L’espressione correttezza politica è un termine che designa una linea di opinione, un orientamento ideologico e un atteggiamento sociale con lo scopo inteso soprattutto nel rifuggire l’offesa o lo svantaggio verso determinate categorie di persone all’interno di una società. Il concetto viene più spesso reso in italiano con l’aggettivo sostantivato politicamente corretto (in inglese politically correct).
“Questa parola, buonismo, è diventata una specie di scudo contro qualsiasi pensiero ragionevole, contro qualsiasi riflessione in grado di andare oltre il raglio della rabbia e la superficialità del commento. [… ] Aboliamo questa parola. Qui non c’entra la bontà e non c’entra neanche il politicamente corretto, espressione abusata dagli stessi che usano la parola “buonista” come sinonimo di una politica ipocrita che proclama i buoni sentimenti ma poi nel quotidiano fa pagare agli altri il prezzo della propria correttezza e si mantiene nel privilegio. Nulla è più rigoroso e dignitoso della correttezza invece”. (Roberto Saviano)
E’ mia intenzione in questo breve articolo offrire alcuni elementi chiarificatori sulla tendenza della diffusione nel dibattito pubblico del mondo occidentale, a partire dagli Stati Uniti, delle espressioni politically correct e political correctness nella seconda metà degli anni ottanta che intendevano significare e denunciare insofferenza e dissenso verso l’ortodossia ferrea che si era affermata riguardo al linguaggio e ai comportamenti sociali da parte delle classi colte. In sostanza l’attuale realtà fluida e in continuo mutamento è interpretata dalla più recente ideologia del politically correct come la nuova religione civile della società globale. Un tale cambiamento è avvenuto nel corso degli ultimi due decenni, è coinciso con la crisi dei grandi sistemi politici di matrice ideologica e si è esteso dal linguaggio alla determinazione di un tipo di orientamento del pensiero occidentale. E quell’ideale di redenzione che intende rappresentare si è ampliato e radicalizzato indicando come ostacolo da abbattere non solo il capitalismo, ma la civiltà occidentale in sé e per sé, il suo modello di vita, la sua cultura, le sue tradizioni.

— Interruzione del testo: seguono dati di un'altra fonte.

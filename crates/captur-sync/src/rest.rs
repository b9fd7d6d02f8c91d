//! HTTP client for a PostgREST-style backend (tables under `/rest/v1`,
//! RPCs under `/rest/v1/rpc`, identity under `/auth/v1`).
//!
//! Every request carries the project `apikey` and a bearer token (the user's
//! session token when present, the anon key otherwise). Transient failures
//! are retried with back-off; everything else surfaces as [`BackendError`].

use std::time::Duration;

use captur_core::{AppConfig, UserId};
use chrono::{DateTime, SecondsFormat, Utc};
use reqwest::header::{HeaderValue, CONTENT_RANGE};
use reqwest::{Client, Method, RequestBuilder, Response, Url};
use serde::de::DeserializeOwned;
use serde::Deserialize;

use crate::backend::{
    HistoryPoint, LocationRow, NewReport, NewReportValidation, RemoteBackend, ReportRow,
};
use crate::error::BackendError;
use crate::retry::retry_with_backoff;

const PREFER: &str = "Prefer";

#[derive(Debug, Deserialize)]
struct UserResponse {
    id: uuid::Uuid,
}

#[derive(Debug, Deserialize)]
struct IdRow {
    id: i64,
}

/// Client for the backend's REST surface.
///
/// Use [`RestBackend::new`] with explicit settings (tests point it at a
/// wiremock server) or [`RestBackend::from_config`] in production.
pub struct RestBackend {
    client: Client,
    base_url: Url,
    anon_key: String,
    access_token: Option<String>,
    max_retries: u32,
    backoff_base_ms: u64,
}

impl RestBackend {
    /// # Errors
    ///
    /// Returns [`BackendError::Http`] if the underlying `reqwest::Client`
    /// cannot be constructed, or [`BackendError::InvalidBaseUrl`] if
    /// `base_url` does not parse.
    pub fn new(
        base_url: &str,
        anon_key: &str,
        access_token: Option<&str>,
        timeout_secs: u64,
        max_retries: u32,
        backoff_base_ms: u64,
    ) -> Result<Self, BackendError> {
        let client = Client::builder()
            .timeout(Duration::from_secs(timeout_secs))
            .connect_timeout(Duration::from_secs(10))
            .user_agent("captur/0.1 (location-sync)")
            .build()?;

        // Exactly one trailing slash so `Url::join` appends instead of replacing
        // the last path segment.
        let normalised = format!("{}/", base_url.trim_end_matches('/'));
        let base_url = Url::parse(&normalised).map_err(|e| BackendError::InvalidBaseUrl {
            url: base_url.to_owned(),
            reason: e.to_string(),
        })?;

        Ok(Self {
            client,
            base_url,
            anon_key: anon_key.to_owned(),
            access_token: access_token.map(str::to_owned),
            max_retries,
            backoff_base_ms,
        })
    }

    /// # Errors
    ///
    /// Same as [`RestBackend::new`].
    pub fn from_config(config: &AppConfig) -> Result<Self, BackendError> {
        Self::new(
            &config.backend_url,
            &config.anon_key,
            config.access_token.as_deref(),
            config.request_timeout_secs,
            config.max_retries,
            config.retry_backoff_base_ms,
        )
    }

    fn endpoint(&self, path: &str) -> Result<Url, BackendError> {
        self.base_url
            .join(path)
            .map_err(|e| BackendError::InvalidBaseUrl {
                url: format!("{}{path}", self.base_url),
                reason: e.to_string(),
            })
    }

    fn request(&self, method: Method, url: Url) -> RequestBuilder {
        let bearer = self.access_token.as_deref().unwrap_or(&self.anon_key);
        self.client
            .request(method, url)
            .header("apikey", &self.anon_key)
            .bearer_auth(bearer)
    }

    /// Builds and sends a fresh request per attempt, retrying transient
    /// failures, and maps non-2xx statuses to errors.
    async fn execute<F>(&self, build: F) -> Result<Response, BackendError>
    where
        F: Fn() -> RequestBuilder + Send + Sync,
    {
        retry_with_backoff(self.max_retries, self.backoff_base_ms, || {
            let request = build();
            async move {
                let response = request.send().await?;
                check_status(response).await
            }
        })
        .await
    }

    /// Sends a request exactly once. For calls that are not safe to repeat
    /// when the first attempt may already have been applied.
    async fn send_once(&self, request: RequestBuilder) -> Result<Response, BackendError> {
        let response = request.send().await?;
        check_status(response).await
    }

    async fn execute_json<T, F>(&self, build: F, context: &str) -> Result<T, BackendError>
    where
        T: DeserializeOwned,
        F: Fn() -> RequestBuilder + Send + Sync,
    {
        let response = self.execute(build).await?;
        let body = response.text().await?;
        serde_json::from_str(&body).map_err(|e| BackendError::Deserialize {
            context: context.to_owned(),
            source: e,
        })
    }
}

async fn check_status(response: Response) -> Result<Response, BackendError> {
    let status = response.status();
    if status.is_success() {
        return Ok(response);
    }
    if status == reqwest::StatusCode::UNAUTHORIZED {
        return Err(BackendError::NotAuthenticated);
    }
    let url = response.url().to_string();
    let body = response.text().await.unwrap_or_default();
    Err(BackendError::Status {
        status: status.as_u16(),
        url,
        body,
    })
}

/// Total from a `Content-Range` header such as `0-24/3573` or `*/3`.
fn parse_content_range_total(value: Option<&HeaderValue>) -> Option<u64> {
    let raw = value?.to_str().ok()?;
    let (_, total) = raw.rsplit_once('/')?;
    total.trim().parse().ok()
}

impl RemoteBackend for RestBackend {
    async fn current_user(&self) -> Result<UserId, BackendError> {
        if self.access_token.is_none() {
            return Err(BackendError::NotAuthenticated);
        }
        let url = self.endpoint("auth/v1/user")?;
        let user: UserResponse = self
            .execute_json(|| self.request(Method::GET, url.clone()), "auth/v1/user")
            .await?;
        Ok(UserId(user.id))
    }

    async fn insert_location(&self, row: &LocationRow) -> Result<(), BackendError> {
        let url = self.endpoint("rest/v1/locations")?;
        self.execute(|| {
            self.request(Method::POST, url.clone())
                .header(PREFER, "return=minimal")
                .json(row)
        })
        .await?;
        Ok(())
    }

    async fn insert_location_returning_id(&self, row: &LocationRow) -> Result<i64, BackendError> {
        let mut url = self.endpoint("rest/v1/locations")?;
        url.query_pairs_mut().append_pair("select", "id");
        let rows: Vec<IdRow> = self
            .execute_json(
                || {
                    self.request(Method::POST, url.clone())
                        .header(PREFER, "return=representation")
                        .json(row)
                },
                "insert locations",
            )
            .await?;
        rows.first()
            .map(|r| r.id)
            .ok_or_else(|| BackendError::Unexpected("insert returned no rows".to_owned()))
    }

    async fn fetch_locations(
        &self,
        user_id: UserId,
        limit: usize,
    ) -> Result<Vec<HistoryPoint>, BackendError> {
        let mut url = self.endpoint("rest/v1/locations")?;
        url.query_pairs_mut()
            .append_pair("select", "latitude,longitude,created_at")
            .append_pair("user_id", &format!("eq.{user_id}"))
            .append_pair("order", "created_at.asc")
            .append_pair("limit", &limit.to_string());
        self.execute_json(|| self.request(Method::GET, url.clone()), "select locations")
            .await
    }

    async fn increment_token_balance(&self, user_id: UserId, amount: i64) -> Result<(), BackendError> {
        let url = self.endpoint("rest/v1/rpc/increment_token_balance")?;
        let body = serde_json::json!({ "user_id": user_id, "amount": amount });
        self.send_once(self.request(Method::POST, url).json(&body))
            .await?;
        Ok(())
    }

    async fn insert_report(&self, report: &NewReport) -> Result<(), BackendError> {
        let url = self.endpoint("rest/v1/reports")?;
        self.execute(|| {
            self.request(Method::POST, url.clone())
                .header(PREFER, "return=minimal")
                .json(report)
        })
        .await?;
        Ok(())
    }

    async fn fetch_active_reports(
        &self,
        since: DateTime<Utc>,
    ) -> Result<Vec<ReportRow>, BackendError> {
        let mut url = self.endpoint("rest/v1/reports")?;
        url.query_pairs_mut()
            .append_pair(
                "select",
                "id,type,created_at,status,locations:location_id(latitude,longitude)",
            )
            .append_pair(
                "created_at",
                &format!("gte.{}", since.to_rfc3339_opts(SecondsFormat::Secs, true)),
            )
            .append_pair("status", "eq.active");
        self.execute_json(|| self.request(Method::GET, url.clone()), "select reports")
            .await
    }

    async fn set_report_status(&self, report_id: i64, status: &str) -> Result<(), BackendError> {
        let mut url = self.endpoint("rest/v1/reports")?;
        url.query_pairs_mut()
            .append_pair("id", &format!("eq.{report_id}"));
        let body = serde_json::json!({ "status": status });
        self.execute(|| {
            self.request(Method::PATCH, url.clone())
                .header(PREFER, "return=minimal")
                .json(&body)
        })
        .await?;
        Ok(())
    }

    async fn insert_report_validation(
        &self,
        validation: &NewReportValidation,
    ) -> Result<(), BackendError> {
        let url = self.endpoint("rest/v1/report_validations")?;
        self.execute(|| {
            self.request(Method::POST, url.clone())
                .header(PREFER, "return=minimal")
                .json(validation)
        })
        .await?;
        Ok(())
    }

    async fn count_negative_validations(&self, report_id: i64) -> Result<u64, BackendError> {
        let mut url = self.endpoint("rest/v1/report_validations")?;
        url.query_pairs_mut()
            .append_pair("select", "*")
            .append_pair("report_id", &format!("eq.{report_id}"))
            .append_pair("is_valid", "eq.false");
        let response = self
            .execute(|| {
                self.request(Method::HEAD, url.clone())
                    .header(PREFER, "count=exact")
            })
            .await?;
        parse_content_range_total(response.headers().get(CONTENT_RANGE)).ok_or_else(|| {
            BackendError::Unexpected("missing or malformed Content-Range header".to_owned())
        })
    }
}

#[cfg(test)]
mod tests {
    use super::*;

    #[test]
    fn content_range_total_parses_both_forms() {
        let full = HeaderValue::from_static("0-24/3573");
        let head = HeaderValue::from_static("*/3");
        assert_eq!(parse_content_range_total(Some(&full)), Some(3573));
        assert_eq!(parse_content_range_total(Some(&head)), Some(3));
    }

    #[test]
    fn content_range_without_total_is_rejected() {
        let unknown = HeaderValue::from_static("0-24/*");
        assert_eq!(parse_content_range_total(Some(&unknown)), None);
        assert_eq!(parse_content_range_total(None), None);
    }

    #[test]
    fn base_url_is_normalised_with_one_trailing_slash() {
        let backend = RestBackend::new("http://localhost:54321///", "anon", None, 5, 0, 0).unwrap();
        let url = backend.endpoint("rest/v1/locations").unwrap();
        assert_eq!(url.as_str(), "http://localhost:54321/rest/v1/locations");
    }

    #[test]
    fn invalid_base_url_is_rejected() {
        let result = RestBackend::new("not a url", "anon", None, 5, 0, 0);
        assert!(matches!(result, Err(BackendError::InvalidBaseUrl { .. })));
    }

    #[tokio::test]
    async fn current_user_without_token_is_not_authenticated() {
        let backend = RestBackend::new("http://localhost:54321", "anon", None, 5, 0, 0).unwrap();
        assert!(matches!(
            backend.current_user().await,
            Err(BackendError::NotAuthenticated)
        ));
    }
}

Ecco come ha definito il “politicamente corretto” Eugenio Capozzi, ordinario di storia contemporanea dell’Università degli Studi di Napoli Suor Orsola Benincasa: Il politicamente corretto è l’espressione retorico precettistica del neo- progressismo, cioè l’ultima delle ideologie, che possiamo anche chiamare, come l’ha definito Mathieu Bock-Coté, “utopia diversitaria”, “culto dell’altro”. È un’ideologia simile a quelle ottocentesche e novecentesche. Essa si afferma con il tramonto di fascismo e nazismo e con la crisi del modello comunista sovietico, su cui si innestano i valori e le idee portate dai baby-boomers. Il neo-progressismo non si fonda su premesse politiche ed economiche ma su un obiettivo culturale, cambiare la cultura delle società occidentali, perché strutturalmente imperniata sulla discriminazione, sulla disuguaglianza e sull’imperialismo.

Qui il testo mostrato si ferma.